● **AIM OF THE EXERCISE**: Search the data below for the word "model" and copy each line that holds it.

● **ENTRIES SHOWN**:
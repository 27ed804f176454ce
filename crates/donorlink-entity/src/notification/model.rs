//! Notification entity model.

use chrono::{DateTime, Utc};
use serde::{Deserialize, Serialize};
use serde_json::Value;

use donorlink_core::error::AppError;
use donorlink_core::types::id::{MatchId, NotificationId, UserId};

use super::kind::NotificationKind;

/// Legacy spelling of the read flag still emitted by older server builds.
const LEGACY_READ_FIELD: &str = "read";
const READ_FIELD: &str = "isRead";

/// A notification addressed to one user.
///
/// `id` is the only de-duplication key: the same notification may arrive
/// through the push channel and a REST fetch.
#[derive(Debug, Clone, PartialEq, Serialize, Deserialize)]
#[serde(rename_all = "camelCase")]
pub struct NotificationRecord {
    /// Unique notification identifier.
    pub id: NotificationId,
    /// The addressee.
    pub user_id: UserId,
    /// Event type that triggered this notification.
    #[serde(rename = "type")]
    pub kind: NotificationKind,
    /// Notification title.
    pub title: String,
    /// Notification body text.
    pub message: String,
    /// Whether the user has read this notification.
    #[serde(default)]
    pub is_read: bool,
    /// When the server created the notification.
    #[serde(with = "crate::timestamp::required")]
    pub created_at: DateTime<Utc>,
    /// Additional structured data.
    #[serde(default, skip_serializing_if = "Option::is_none")]
    pub metadata: Option<Value>,
}

impl NotificationRecord {
    /// Parse a record from a raw backend payload.
    ///
    /// Accepts both `isRead` and the legacy `read` field; when both are
    /// present `isRead` wins.
    pub fn from_wire(mut value: Value) -> Result<Self, AppError> {
        normalize_read_alias(&mut value);
        Ok(serde_json::from_value(value)?)
    }

    /// Check if the notification has not been read.
    pub fn is_unread(&self) -> bool {
        !self.is_read
    }

    /// Match referenced by `metadata.matchId`, if any.
    pub fn match_id(&self) -> Option<MatchId> {
        self.metadata
            .as_ref()?
            .get("matchId")?
            .as_str()?
            .parse()
            .ok()
    }
}

/// Rewrite the legacy `read` field to `isRead` in place.
pub fn normalize_read_alias(value: &mut Value) {
    if let Some(obj) = value.as_object_mut() {
        if let Some(legacy) = obj.remove(LEGACY_READ_FIELD) {
            obj.entry(READ_FIELD).or_insert(legacy);
        }
    }
}
//! Push connection: transport, heartbeats, state, and the reconnecting channel.

pub mod channel;
pub mod heartbeat;
pub mod state;
pub mod transport;

pub use channel::{Delivery, NotificationChannel};
pub use heartbeat::{HeartbeatConfig, HeartbeatMonitor, Negotiated};
pub use state::ChannelState;
pub use transport::{Connector, PushTransport, WsConnector};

● **OUTPUT**:
filename crates/donorlink-entity/src/notification/model.rs
//! Notification entity model.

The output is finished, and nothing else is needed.